===== Information given =====
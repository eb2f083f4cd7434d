//! Homogeneous 4×4 rigid transforms.
//!
//! [`Transform`] wraps a `nalgebra` matrix and provides the handful of
//! operations the resolver needs: composition, rigid inversion, rotation-only
//! extraction and construction from a coordinate system's axes.
//!
//! # Example
//!
//! ```rust
//! use mateforge_kinematics::transform::Transform;
//!
//! // part is 1 m forward of world origin, same orientation.
//! let world_part = Transform::from_translation([1.0, 0.0, 0.0]);
//!
//! // joint is 0.5 m forward of the part origin.
//! let part_joint = Transform::from_translation([0.5, 0.0, 0.0]);
//!
//! let world_joint = world_part.compose(&part_joint);
//! assert!((world_joint.translation().x - 1.5).abs() < 1e-12);
//! ```

use nalgebra::{Matrix3, Matrix4, Vector3};
use serde::{Deserialize, Deserializer, Serialize, Serializer};

// ────────────────────────────────────────────────────────────────────────────
// Transform
// ────────────────────────────────────────────────────────────────────────────

/// A rigid-body transform stored as a 4×4 homogeneous matrix.
///
/// `T_a_b` maps points expressed in frame `b` into frame `a`. Composition
/// follows matrix order: `T_a_b.compose(&T_b_c)` is `T_a_c`.
#[derive(Debug, Clone, Copy, PartialEq)]
pub struct Transform {
    pub matrix: Matrix4<f64>,
}

impl Default for Transform {
    fn default() -> Self {
        Self::identity()
    }
}

impl Transform {
    pub fn identity() -> Self {
        Self {
            matrix: Matrix4::identity(),
        }
    }

    pub fn from_matrix(matrix: Matrix4<f64>) -> Self {
        Self { matrix }
    }

    /// Build from 16 values in row-major order, the layout the CAD service
    /// uses for occurrence transforms.
    ///
    /// Returns `None` when `values` does not hold exactly 16 entries.
    pub fn from_row_major(values: &[f64]) -> Option<Self> {
        if values.len() != 16 {
            return None;
        }
        Some(Self::from_matrix(Matrix4::from_row_slice(values)))
    }

    /// Pure translation.
    pub fn from_translation(origin: [f64; 3]) -> Self {
        let mut m = Matrix4::identity();
        m[(0, 3)] = origin[0];
        m[(1, 3)] = origin[1];
        m[(2, 3)] = origin[2];
        Self::from_matrix(m)
    }

    /// Pure rotation whose columns are the given axes.
    ///
    /// With the axes of a local coordinate system expressed in its parent
    /// frame, the result maps local directions into the parent frame.
    pub fn from_axes(x_axis: [f64; 3], y_axis: [f64; 3], z_axis: [f64; 3]) -> Self {
        let mut m = Matrix4::identity();
        for (col, axis) in [x_axis, y_axis, z_axis].iter().enumerate() {
            for (row, value) in axis.iter().enumerate() {
                m[(row, col)] = *value;
            }
        }
        Self::from_matrix(m)
    }

    /// 180° rotation about the local X axis.
    pub fn flip_x() -> Self {
        let mut m = Matrix4::identity();
        m[(1, 1)] = -1.0;
        m[(2, 2)] = -1.0;
        Self::from_matrix(m)
    }

    /// `self · other`.
    pub fn compose(&self, other: &Transform) -> Self {
        Self::from_matrix(self.matrix * other.matrix)
    }

    /// Inverse of a rigid transform: `[Rᵀ | -Rᵀ·t]`.
    ///
    /// Assumes the upper-left block is orthonormal; scale or shear is not
    /// handled.
    pub fn inverse(&self) -> Self {
        let r_t: Matrix3<f64> = self.rotation_matrix().transpose();
        let t = -(r_t * self.translation());
        let mut m = Matrix4::identity();
        m.fixed_view_mut::<3, 3>(0, 0).copy_from(&r_t);
        m.fixed_view_mut::<3, 1>(0, 3).copy_from(&t);
        Self::from_matrix(m)
    }

    /// Same rotation, zero translation.
    pub fn rotation_part(&self) -> Self {
        let mut m = self.matrix;
        m[(0, 3)] = 0.0;
        m[(1, 3)] = 0.0;
        m[(2, 3)] = 0.0;
        Self::from_matrix(m)
    }

    pub fn rotation_matrix(&self) -> Matrix3<f64> {
        self.matrix.fixed_view::<3, 3>(0, 0).into_owned()
    }

    pub fn translation(&self) -> Vector3<f64> {
        Vector3::new(self.matrix[(0, 3)], self.matrix[(1, 3)], self.matrix[(2, 3)])
    }

    /// Direction of the local Z axis expressed in the outer frame.
    pub fn z_axis(&self) -> Vector3<f64> {
        Vector3::new(self.matrix[(0, 2)], self.matrix[(1, 2)], self.matrix[(2, 2)])
    }

    /// Pose of `self` expressed in `parent`: `parent⁻¹ · self`.
    pub fn relative_to(&self, parent: &Transform) -> Self {
        parent.inverse().compose(self)
    }

    pub fn rows(&self) -> [[f64; 4]; 4] {
        let mut rows = [[0.0; 4]; 4];
        for (r, row) in rows.iter_mut().enumerate() {
            for (c, value) in row.iter_mut().enumerate() {
                *value = self.matrix[(r, c)];
            }
        }
        rows
    }

    /// Element-wise comparison within `eps`.
    pub fn approx_eq(&self, other: &Transform, eps: f64) -> bool {
        self.matrix
            .iter()
            .zip(other.matrix.iter())
            .all(|(a, b)| (a - b).abs() <= eps)
    }
}

// Serialized as four rows so the JSON reads like the matrix it is.
impl Serialize for Transform {
    fn serialize<S: Serializer>(&self, serializer: S) -> Result<S::Ok, S::Error> {
        self.rows().serialize(serializer)
    }
}

impl<'de> Deserialize<'de> for Transform {
    fn deserialize<D: Deserializer<'de>>(deserializer: D) -> Result<Self, D::Error> {
        let rows = <[[f64; 4]; 4]>::deserialize(deserializer)?;
        let flat: Vec<f64> = rows.iter().flatten().copied().collect();
        Ok(Self::from_matrix(Matrix4::from_row_slice(&flat)))
    }
}

// ────────────────────────────────────────────────────────────────────────────
// Tests
// ────────────────────────────────────────────────────────────────────────────
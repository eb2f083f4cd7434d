//! Robot configuration – reads `<robot_dir>/config.toml`.

use serde::Deserialize;
use std::fs;
use std::path::{Path, PathBuf};
use tracing::warn;

use mateforge_client::Wvm;
use mateforge_kinematics::ResolveOptions;

/// Name of the configuration file inside a robot directory.
pub const CONFIG_FILE: &str = "config.toml";

/// Settings of one robot export, stored next to its output.
#[derive(Clone, Deserialize)]
pub struct Config {
    /// Onshape document id (the 24-character id in the document URL).
    pub document_id: String,

    /// Workspace to read; the document's default workspace when unset.
    #[serde(default)]
    pub workspace_id: Option<String>,

    /// Version to read instead of a workspace.
    #[serde(default)]
    pub version_id: Option<String>,

    /// Name of the assembly element describing the robot.
    pub assembly_name: String,

    /// Keep `frame_*` occurrences inside their anchor link.
    #[serde(default)]
    pub draw_frames: bool,

    #[serde(default)]
    pub ignore_limits: bool,

    /// Configuration string passed to the assembly endpoint, e.g.
    /// `"arm_length=250 mm;gripper=true"`.
    #[serde(default = "default_configuration")]
    pub configuration: String,

    #[serde(default = "default_api_url")]
    pub api_url: String,

    #[serde(default)]
    pub access_key: String,

    #[serde(default)]
    pub secret_key: String,

    #[serde(default = "default_use_cache")]
    pub use_cache: bool,

    /// Response cache directory; relative paths are taken from the robot
    /// directory.
    #[serde(default = "default_cache_dir")]
    pub cache_dir: PathBuf,

    /// Output file name, relative to the robot directory.
    #[serde(default = "default_output")]
    pub output: PathBuf,
}

impl std::fmt::Debug for Config {
    fn fmt(&self, f: &mut std::fmt::Formatter<'_>) -> std::fmt::Result {
        f.debug_struct("Config")
            .field("document_id", &self.document_id)
            .field("workspace_id", &self.workspace_id)
            .field("version_id", &self.version_id)
            .field("assembly_name", &self.assembly_name)
            .field("draw_frames", &self.draw_frames)
            .field("ignore_limits", &self.ignore_limits)
            .field("configuration", &self.configuration)
            .field("api_url", &self.api_url)
            .field(
                "access_key",
                if self.access_key.is_empty() { &"<not set>" } else { &"<redacted>" },
            )
            .field(
                "secret_key",
                if self.secret_key.is_empty() { &"<not set>" } else { &"<redacted>" },
            )
            .field("use_cache", &self.use_cache)
            .field("cache_dir", &self.cache_dir)
            .field("output", &self.output)
            .finish()
    }
}

fn default_configuration() -> String {
    "default".to_string()
}
fn default_api_url() -> String {
    "https://cad.onshape.com".to_string()
}
fn default_use_cache() -> bool {
    true
}
fn default_cache_dir() -> PathBuf {
    PathBuf::from(".cache")
}
fn default_output() -> PathBuf {
    PathBuf::from("kinematics.json")
}

impl Config {
    /// Workspace or version to read, `None` for the default workspace.
    pub fn wvm(&self) -> Option<Wvm> {
        match (&self.workspace_id, &self.version_id) {
            (Some(w), Some(_)) => {
                warn!(workspace = %w, "both workspace_id and version_id are set, ignoring version_id");
                Some(Wvm::Workspace(w.clone()))
            }
            (Some(w), None) => Some(Wvm::Workspace(w.clone())),
            (None, Some(v)) => Some(Wvm::Version(v.clone())),
            (None, None) => None,
        }
    }

    pub fn resolve_options(&self) -> ResolveOptions {
        ResolveOptions {
            draw_frames: self.draw_frames,
            ignore_limits: self.ignore_limits,
        }
    }
}

/// Load `<robot_dir>/config.toml` and apply environment overrides.
pub fn load(robot_dir: &Path) -> Result<Config, String> {
    let path = robot_dir.join(CONFIG_FILE);
    if !path.exists() {
        return Err(format!("Config file not found at {}", path.display()));
    }
    let raw = fs::read_to_string(&path)
        .map_err(|e| format!("Failed to read config at {}: {}", path.display(), e))?;
    let mut cfg = parse(&raw, robot_dir)?;
    apply_env_overrides(&mut cfg);
    Ok(cfg)
}

/// Parse a config file body; relative paths are anchored at `robot_dir`.
pub(crate) fn parse(raw: &str, robot_dir: &Path) -> Result<Config, String> {
    let mut cfg: Config =
        toml::from_str(raw).map_err(|e| format!("Failed to parse config: {}", e))?;
    if cfg.cache_dir.is_relative() {
        cfg.cache_dir = robot_dir.join(&cfg.cache_dir);
    }
    if cfg.output.is_relative() {
        cfg.output = robot_dir.join(&cfg.output);
    }
    Ok(cfg)
}

/// Apply environment variable overrides to `cfg`.
///
/// | Variable | Config field |
/// |---|---|
/// | `ONSHAPE_API` | `api_url` |
/// | `ONSHAPE_ACCESS_KEY` | `access_key` |
/// | `ONSHAPE_SECRET_KEY` | `secret_key` |
/// | `MATEFORGE_ASSEMBLY` | `assembly_name` |
pub fn apply_env_overrides(cfg: &mut Config) {
    if let Ok(v) = std::env::var("ONSHAPE_API") {
        cfg.api_url = v;
    }
    if let Ok(v) = std::env::var("ONSHAPE_ACCESS_KEY") {
        cfg.access_key = v;
    }
    if let Ok(v) = std::env::var("ONSHAPE_SECRET_KEY") {
        cfg.secret_key = v;
    }
    if let Ok(v) = std::env::var("MATEFORGE_ASSEMBLY")
        && !v.is_empty()
    {
        cfg.assembly_name = v;
    }
}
=====
Say how many lines in the entries include the word "rows", with no text around the number.

> [Output]
8